*Exercise directions:* Of the lines below, write out exactly those from the line with "pub const REJECT_PUSH_HOOK: &str" through the line with "tracing subscriber setup", both included, and skip the rest.

*Provided information:*
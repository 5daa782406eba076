//! `story finish`: mark a started story implemented

use super::find_story;
use crate::action::ActionChain;
use crate::core::context::WorkflowContext;
use crate::core::error::FlowResult;
use crate::release::stories;
use crate::tracker::StoryState;

pub fn run(ctx: &WorkflowContext, id: &str) -> FlowResult<()> {
  println!("🏁 Finishing story {}", id);

  ActionChain::run(|chain| {
    let tracker = ctx.tracker();
    let story = find_story(tracker.as_ref(), id)?;
    stories::require_states(&[id.to_string()], std::slice::from_ref(&story), "started", |state| {
      state == StoryState::Started
    })?;

    let undo = story.mark_as_implemented()?;
    chain.push_task(format!("finish story {}", id), undo);

    println!();
    println!("✅ Story {} implemented", id);
    Ok(())
  })
}
//! System git backend
//!
//! Every operation is a single `git` subprocess with an isolated environment.
//! Output is captured and failures are mapped to `GitError` with the command
//! line and stderr, so the operator sees exactly what git refused.

use crate::core::error::{FlowError, FlowResult, GitError, ResultExt};
use std::path::{Path, PathBuf};
use std::process::{Command, Output};

/// Git backend using system git
#[derive(Debug, Clone)]
pub struct SystemGit {
  /// Repository working directory
  pub(crate) repo_path: PathBuf,

  /// Working tree root
  pub(crate) work_tree: PathBuf,
}

impl SystemGit {
  /// Open a git repository
  pub fn open(path: &Path) -> FlowResult<Self> {
    let output = Command::new("git")
      .arg("-C")
      .arg(path)
      .args(["rev-parse", "--show-toplevel"])
      .output()
      .context("Failed to execute git rev-parse")?;

    if !output.status.success() {
      let stderr = String::from_utf8_lossy(&output.stderr);
      if stderr.contains("not a git repository") {
        return Err(FlowError::Git(GitError::RepoNotFound {
          path: path.to_path_buf(),
        }));
      }
      return Err(FlowError::message(format!("Failed to open git repository: {}", stderr)));
    }

    let stdout = String::from_utf8_lossy(&output.stdout);
    let work_tree = stdout.trim();

    Ok(Self {
      repo_path: path.to_path_buf(),
      work_tree: PathBuf::from(work_tree),
    })
  }

  /// Root of the working tree
  pub fn work_tree(&self) -> &Path {
    &self.work_tree
  }

  /// Get HEAD commit SHA
  pub fn head_commit(&self) -> FlowResult<String> {
    self.run(&["rev-parse", "HEAD"])
  }

  /// Get current branch name ("HEAD" when detached)
  pub fn current_branch(&self) -> FlowResult<String> {
    let output = self
      .git_cmd()
      .args(["rev-parse", "--abbrev-ref", "HEAD"])
      .output()
      .context("Failed to get current branch")?;

    if !output.status.success() {
      return Ok("HEAD".to_string());
    }

    Ok(String::from_utf8_lossy(&output.stdout).trim().to_string())
  }

  /// Run git and return trimmed stdout, failing on a non-zero exit
  pub(crate) fn run(&self, args: &[&str]) -> FlowResult<String> {
    let output = self.output(args)?;
    Ok(String::from_utf8_lossy(&output.stdout).trim().to_string())
  }

  /// Run git and return the raw output, failing on a non-zero exit
  pub(crate) fn output(&self, args: &[&str]) -> FlowResult<Output> {
    tracing::debug!(command = %format!("git {}", args.join(" ")), "running git");
    let output = self
      .git_cmd()
      .args(args)
      .output()
      .with_context(|| format!("Failed to execute git {}", args.join(" ")))?;

    if !output.status.success() {
      return Err(FlowError::Git(GitError::CommandFailed {
        command: format!("git {}", args.join(" ")),
        stderr: String::from_utf8_lossy(&output.stderr).to_string(),
      }));
    }

    Ok(output)
  }

  /// Run git and report only whether it exited successfully
  pub(crate) fn succeeds(&self, args: &[&str]) -> FlowResult<bool> {
    let status = self
      .git_cmd()
      .args(args)
      .output()
      .with_context(|| format!("Failed to execute git {}", args.join(" ")))?
      .status;
    Ok(status.success())
  }

  /// Create a safe git command with isolated environment
  ///
  /// - Sets working directory to repo path
  /// - Clears environment variables
  /// - Whitelists only PATH and HOME
  /// - Adds safe configuration overrides
  pub(crate) fn git_cmd(&self) -> Command {
    let mut cmd = Command::new("git");

    cmd.arg("-C").arg(&self.repo_path);

    // Isolated environment (don't trust global config)
    cmd.env_clear();
    if let Ok(path) = std::env::var("PATH") {
      cmd.env("PATH", path);
    }
    if let Ok(home) = std::env::var("HOME") {
      cmd.env("HOME", home);
    }

    // Force safe behavior (override user config)
    cmd.arg("-c").arg("advice.detachedHead=false");
    cmd.arg("-c").arg("core.quotePath=false");
    cmd.arg("-c").arg("color.ui=false");
    cmd.arg("-c").arg("log.showSignature=false");

    cmd
  }
}

/// Validate a full object name: 40 hex chars (SHA-1) or 64 (SHA-256)
pub fn is_valid_sha(sha: &str) -> bool {
  matches!(sha.len(), 40 | 64) && sha.chars().all(|c| c.is_ascii_hexdigit())
}
//! Workflow context - build once, pass everywhere
//!
//! ```text
//! main.rs:
//!   WorkflowContext::build() -> &WorkflowContext
//!   |
//!   v
//! release/start.rs, story/start.rs, etc:
//!   fn run(ctx: &WorkflowContext, ...)
//! ```

use crate::action::{ActionChain, GitAction, GitUndo};
use crate::core::config::{BranchConfig, FlowConfig};
use crate::core::error::FlowResult;
use crate::core::vcs::SystemGit;
use crate::review::{self, CodeReviewTool};
use crate::tracker::{self, IssueTracker};
use std::path::{Path, PathBuf};

/// Repository, git handle and configuration of one invocation
pub struct WorkflowContext {
  /// Working tree root (absolute path)
  pub root: PathBuf,

  pub git: SystemGit,

  /// Loaded from trunkflow.toml
  pub config: FlowConfig,
}

impl WorkflowContext {
  /// Open the repository containing `path` and load its configuration
  pub fn build(path: &Path) -> FlowResult<Self> {
    let git = SystemGit::open(path)?;
    let root = git.work_tree().to_path_buf();
    let config = FlowConfig::load(&root)?;

    Ok(Self { root, git, config })
  }

  pub fn branches(&self) -> &BranchConfig {
    &self.config.branches
  }

  pub fn tracker(&self) -> Box<dyn IssueTracker> {
    tracker::open(&self.config.tracker, &self.root)
  }

  pub fn review(&self) -> Box<dyn CodeReviewTool> {
    review::open(&self.config.code_review, &self.root)
  }

  /// Common start of every mutating workflow.
  ///
  /// Refuses a dirty working tree, then registers a compensation that
  /// returns to whatever is checked out now. Returns that branch (or the
  /// commit, when HEAD is detached) so the workflow can switch back on
  /// success.
  pub fn begin(&self, chain: &mut ActionChain) -> FlowResult<String> {
    self.git.ensure_clean_work_tree()?;

    let mut current = self.git.current_branch()?;
    if current == "HEAD" {
      current = self.git.head_commit()?;
    }

    chain.push(GitAction::new(&self.git, GitUndo::Checkout {
      branch: current.clone(),
    }));
    Ok(current)
  }

  /// Fetch the configured remote
  pub fn fetch(&self) -> FlowResult<()> {
    self.git.fetch(&self.branches().remote)
  }
}
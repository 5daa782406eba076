//! Tests for the `init` command

use crate::helpers::*;
use anyhow::Result;

#[test]
fn test_init_creates_config_and_story_file() -> Result<()> {
  let repo = TestRepo::new()?;

  assert!(repo.file_exists("trunkflow.toml"));
  let config = repo.read_file("trunkflow.toml")?;
  assert!(config.contains("[branches]"));
  assert!(config.contains(r#"trunk = "develop""#));
  assert!(config.contains("[version]"));

  assert!(repo.file_exists(".trunkflow/stories.toml"));
  assert_eq!(repo.read_file(".trunkflow/.gitignore")?, "*\n");

  // scaffolding must not dirty the working tree
  let status = git(&repo.path, &["status", "--porcelain"])?;
  assert!(stdout(&status).trim().lines().all(|line| line.contains("trunkflow.toml")));

  Ok(())
}

#[test]
fn test_init_keeps_existing_config_without_confirmation() -> Result<()> {
  let repo = TestRepo::new()?;
  std::fs::write(repo.path.join("trunkflow.toml"), "[branches]\ntrunk = \"develop\"\nstaging = \"qa\"\n")?;

  // stdin is closed, so the overwrite prompt reads no answer
  let output = run_trunkflow(&repo.path, &["init"])?;
  assert!(stdout(&output).contains("Aborted."));
  assert!(repo.read_file("trunkflow.toml")?.contains(r#"staging = "qa""#));

  Ok(())
}

#[test]
fn test_init_outside_repository_fails() -> Result<()> {
  let temp = tempfile::TempDir::new()?;
  let output = trunkflow(temp.path(), &["init"])?;
  assert!(!output.status.success());
  Ok(())
}

#[test]
fn test_commands_require_config() -> Result<()> {
  let repo = TestRepo::new()?;
  std::fs::remove_file(repo.path.join("trunkflow.toml"))?;

  let output = trunkflow(&repo.path, &["release", "start"])?;
  assert_eq!(output.status.code(), Some(1));
  Ok(())
}
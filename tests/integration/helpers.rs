//! Test helpers for integration tests

use anyhow::{Context, Result};
use std::path::{Path, PathBuf};
use std::process::{Command, Output};
use tempfile::TempDir;

/// A working clone on `develop` with a bare `origin` and a `stable` branch
pub struct TestRepo {
  _root: TempDir,
  pub path: PathBuf,
  pub remote: PathBuf,
}

impl TestRepo {
  /// Create the repositories and run `trunkflow init`
  pub fn new() -> Result<Self> {
    let root = TempDir::new()?;
    let path = root.path().join("work");
    let remote = root.path().join("remote.git");
    std::fs::create_dir_all(&path)?;

    git(root.path(), &["init", "--quiet", "--bare", "--initial-branch=develop", "remote.git"])?;

    git(&path, &["init", "--quiet", "--initial-branch=develop"])?;
    git(&path, &["config", "user.name", "Test User"])?;
    git(&path, &["config", "user.email", "test@example.com"])?;
    git(&path, &["config", "commit.gpgsign", "false"])?;
    git(&path, &["config", "tag.gpgsign", "false"])?;

    std::fs::write(
      path.join("Cargo.toml"),
      r#"[package]
name = "demo"
version = "1.0.0-dev"
edition = "2024"
"#,
    )?;
    git(&path, &["add", "."])?;
    git(&path, &["commit", "--quiet", "-m", "Initial commit"])?;

    let remote_url = remote.to_string_lossy().to_string();
    git(&path, &["remote", "add", "origin", &remote_url])?;
    git(&path, &["push", "--quiet", "origin", "develop"])?;
    git(&path, &["branch", "stable"])?;
    git(&path, &["push", "--quiet", "origin", "stable"])?;
    git(&path, &["fetch", "--quiet", "origin"])?;

    let repo = Self { _root: root, path, remote };
    run_trunkflow(&repo.path, &["init", "--force"])?;
    Ok(repo)
  }

  /// Replace the story file with `(id, state)` entries
  pub fn write_stories(&self, stories: &[(&str, &str)]) -> Result<()> {
    let mut content = String::new();
    for (id, state) in stories {
      content.push_str(&format!(
        "[[stories]]\nid = \"{}\"\ntitle = \"Story {}\"\nstate = \"{}\"\n\n",
        id, id, state
      ));
    }
    std::fs::write(self.path.join(".trunkflow/stories.toml"), content)?;
    Ok(())
  }

  /// State of a story as written in the story file
  pub fn story_state(&self, id: &str) -> Result<String> {
    let content = self.read_file(".trunkflow/stories.toml")?;
    let doc: toml_edit::DocumentMut = content.parse()?;
    let stories = doc
      .get("stories")
      .and_then(|item| item.as_array_of_tables())
      .context("no stories")?;
    let story = stories
      .iter()
      .find(|t| t.get("id").and_then(|v| v.as_str()) == Some(id))
      .context("story not found")?;
    Ok(story.get("state").and_then(|v| v.as_str()).unwrap_or("new").to_string())
  }

  /// Commit a new file tagged with a story and change id on the current branch
  pub fn commit_change(&self, story: &str, change: &str, title: &str) -> Result<String> {
    let file = format!("{}.txt", change.to_lowercase());
    std::fs::write(self.path.join(&file), format!("{}\n", title))?;
    git(&self.path, &["add", &file])?;
    let message = format!("{}\n\nStory-Id: {}\nChange-Id: {}\n", title, story, change);
    git(&self.path, &["commit", "--quiet", "-m", &message])?;
    self.rev_parse("HEAD")
  }

  /// Push the current state of a branch to origin
  pub fn push(&self, branch: &str) -> Result<()> {
    git(&self.path, &["push", "--quiet", "origin", branch])?;
    Ok(())
  }

  pub fn rev_parse(&self, rev: &str) -> Result<String> {
    let output = git(&self.path, &["rev-parse", rev])?;
    Ok(String::from_utf8_lossy(&output.stdout).trim().to_string())
  }

  /// Whether a ref exists in the working clone
  pub fn has_ref(&self, rev: &str) -> bool {
    git(&self.path, &["rev-parse", "--verify", "--quiet", rev]).is_ok()
  }

  /// Whether a ref exists in the bare remote
  pub fn remote_has_ref(&self, rev: &str) -> bool {
    git(&self.remote, &["rev-parse", "--verify", "--quiet", rev]).is_ok()
  }

  /// Resolve a ref in the bare remote
  pub fn remote_rev_parse(&self, rev: &str) -> Result<String> {
    let output = git(&self.remote, &["rev-parse", rev])?;
    Ok(String::from_utf8_lossy(&output.stdout).trim().to_string())
  }

  /// A file's content at a revision of the bare remote
  pub fn remote_show(&self, rev: &str, path: &str) -> Result<String> {
    let output = git(&self.remote, &["show", &format!("{}:{}", rev, path)])?;
    Ok(String::from_utf8_lossy(&output.stdout).to_string())
  }

  /// Subject lines reachable from a remote ref, newest first
  pub fn remote_subjects(&self, rev: &str) -> Result<Vec<String>> {
    let output = git(&self.remote, &["log", "--format=%s", rev])?;
    Ok(String::from_utf8_lossy(&output.stdout).lines().map(String::from).collect())
  }

  pub fn current_branch(&self) -> Result<String> {
    let output = git(&self.path, &["rev-parse", "--abbrev-ref", "HEAD"])?;
    Ok(String::from_utf8_lossy(&output.stdout).trim().to_string())
  }

  pub fn file_exists(&self, path: &str) -> bool {
    self.path.join(path).exists()
  }

  pub fn read_file(&self, path: &str) -> Result<String> {
    Ok(std::fs::read_to_string(self.path.join(path))?)
  }
}

/// Run git command in a directory
pub fn git(cwd: &Path, args: &[&str]) -> Result<Output> {
  let output = Command::new("git")
    .current_dir(cwd)
    .args(args)
    .output()
    .context("Failed to run git command")?;

  if !output.status.success() {
    let stderr = String::from_utf8_lossy(&output.stderr);
    anyhow::bail!("Git command failed: git {}\n{}", args.join(" "), stderr);
  }

  Ok(output)
}

/// Run trunkflow and require success
pub fn run_trunkflow(cwd: &Path, args: &[&str]) -> Result<Output> {
  let output = trunkflow(cwd, args)?;

  if !output.status.success() {
    let stderr = String::from_utf8_lossy(&output.stderr);
    let stdout = String::from_utf8_lossy(&output.stdout);
    anyhow::bail!(
      "trunkflow command failed: trunkflow {}\nstdout: {}\nstderr: {}",
      args.join(" "),
      stdout,
      stderr
    );
  }

  Ok(output)
}

/// Run trunkflow and return its output whatever the exit status
pub fn trunkflow(cwd: &Path, args: &[&str]) -> Result<Output> {
  Command::new(env!("CARGO_BIN_EXE_trunkflow"))
    .current_dir(cwd)
    .args(args)
    .env_remove("RUST_LOG")
    .output()
    .context("Failed to run trunkflow")
}

pub fn stdout(output: &Output) -> String {
  String::from_utf8_lossy(&output.stdout).to_string()
}

/// Install an executable hook script into a git directory
pub fn install_hook(git_dir: &Path, name: &str, script: &str) -> Result<()> {
  use std::os::unix::fs::PermissionsExt;

  let hooks = git_dir.join("hooks");
  std::fs::create_dir_all(&hooks)?;
  let path = hooks.join(name);
  std::fs::write(&path, script)?;
  std::fs::set_permissions(&path, std::fs::Permissions::from_mode(0o755))?;
  Ok(())
}

/// Hook that rejects every push
pub const REJECT_PUSH_HOOK: &str = "#!/bin/sh\necho 'pushes are frozen' >&2\nexit 1\n";
//! Core building blocks shared by every workflow
//!
//! - **config**: trunkflow.toml parsing and validation
//! - **context**: repository, git handle and config built once per invocation
//! - **error**: error types with contextual help messages and exit codes
//! - **logging**: tracing subscriber setup
//! - **vcs**: git operations (SystemGit) and branch state

pub mod config;
pub mod context;
pub mod error;
pub mod logging;
pub mod vcs;
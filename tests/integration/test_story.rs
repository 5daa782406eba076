//! Tests for `story start`, `story finish` and `story changes`

use crate::helpers::*;
use anyhow::Result;

#[test]
fn test_story_start_and_finish() -> Result<()> {
  let repo = TestRepo::new()?;
  repo.write_stories(&[("S-3", "new")])?;

  run_trunkflow(&repo.path, &["story", "start", "S-3"])?;
  assert_eq!(repo.current_branch()?, "story/S-3");
  assert!(repo.remote_has_ref("refs/heads/story/S-3"));
  assert_eq!(repo.story_state("S-3")?, "started");

  // a story can only be started once
  let again = trunkflow(&repo.path, &["story", "start", "S-3"])?;
  assert_eq!(again.status.code(), Some(3));

  run_trunkflow(&repo.path, &["story", "finish", "S-3"])?;
  assert_eq!(repo.story_state("S-3")?, "implemented");

  let again = trunkflow(&repo.path, &["story", "finish", "S-3"])?;
  assert_eq!(again.status.code(), Some(3));
  assert_eq!(repo.story_state("S-3")?, "implemented");

  Ok(())
}

#[test]
fn test_story_start_unknown_story_fails() -> Result<()> {
  let repo = TestRepo::new()?;
  repo.write_stories(&[("S-3", "new")])?;

  let output = trunkflow(&repo.path, &["story", "start", "S-9"])?;
  assert_eq!(output.status.code(), Some(1));
  assert!(!repo.has_ref("refs/heads/story/S-9"));

  Ok(())
}

#[test]
fn test_story_start_rolls_back_when_push_is_rejected() -> Result<()> {
  let repo = TestRepo::new()?;
  repo.write_stories(&[("S-4", "new")])?;

  // someone else already pushed an unrelated story/S-4
  git(&repo.path, &["checkout", "--quiet", "-b", "elsewhere"])?;
  std::fs::write(repo.path.join("elsewhere.txt"), "elsewhere\n")?;
  git(&repo.path, &["add", "elsewhere.txt"])?;
  git(&repo.path, &["commit", "--quiet", "-m", "Unrelated work"])?;
  git(&repo.path, &["push", "--quiet", "origin", "elsewhere:refs/heads/story/S-4"])?;
  git(&repo.path, &["checkout", "--quiet", "develop"])?;
  git(&repo.path, &["branch", "--quiet", "-D", "elsewhere"])?;

  let output = trunkflow(&repo.path, &["story", "start", "S-4"])?;
  assert_eq!(output.status.code(), Some(2));

  assert_eq!(repo.story_state("S-4")?, "new");
  assert!(!repo.has_ref("refs/heads/story/S-4"));
  assert_eq!(repo.current_branch()?, "develop");
  assert_eq!(repo.remote_subjects("refs/heads/story/S-4")?[0], "Unrelated work");

  Ok(())
}

#[test]
fn test_story_changes_reports_release_presence() -> Result<()> {
  let repo = TestRepo::new()?;
  repo.write_stories(&[("S-1", "implemented")])?;
  repo.commit_change("S-1", "I100", "Add invoice export")?;
  repo.push("develop")?;
  run_trunkflow(&repo.path, &["release", "start"])?;
  repo.commit_change("S-1", "I101", "Export credit notes too")?;
  repo.push("develop")?;

  let output = run_trunkflow(&repo.path, &["story", "changes", "S-1", "--json"])?;
  let reports: serde_json::Value = serde_json::from_str(&stdout(&output))?;

  assert_eq!(reports[0]["story_id"], "S-1");
  let changes = reports[0]["changes"].as_array().cloned().unwrap_or_default();
  assert_eq!(changes.len(), 2);

  let on_release = |change_id: &str| {
    changes
      .iter()
      .find(|change| change["change_id"] == change_id)
      .map(|change| change["on_release"].clone())
  };
  assert_eq!(on_release("I100"), Some(serde_json::Value::Bool(true)));
  assert_eq!(on_release("I101"), Some(serde_json::Value::Bool(false)));

  Ok(())
}

#[test]
fn test_story_start_keeps_pushed_branch_when_checkout_fails() -> Result<()> {
  let repo = TestRepo::new()?;
  repo.write_stories(&[("S-5", "new")])?;
  install_hook(
    &repo.path.join(".git"),
    "post-checkout",
    "#!/bin/sh\ncase \"$(git rev-parse --abbrev-ref HEAD)\" in story/*) exit 1 ;; esac\nexit 0\n",
  )?;

  let output = trunkflow(&repo.path, &["story", "start", "S-5"])?;
  assert!(output.status.success());

  assert!(repo.has_ref("refs/heads/story/S-5"));
  assert!(repo.remote_has_ref("refs/heads/story/S-5"));
  assert_eq!(repo.story_state("S-5")?, "started");

  Ok(())
}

*Response:*
pub const REJECT_PUSH_HOOK: &str = "#!/bin/sh\necho 'pushes are frozen' >&2\nexit 1\n";
//! Core building blocks shared by every workflow
//!
//! - **config**: trunkflow.toml parsing and validation
//! - **context**: repository, git handle and config built once per invocation
//! - **error**: error types with contextual help messages and exit codes
//! - **logging**: tracing subscriber setup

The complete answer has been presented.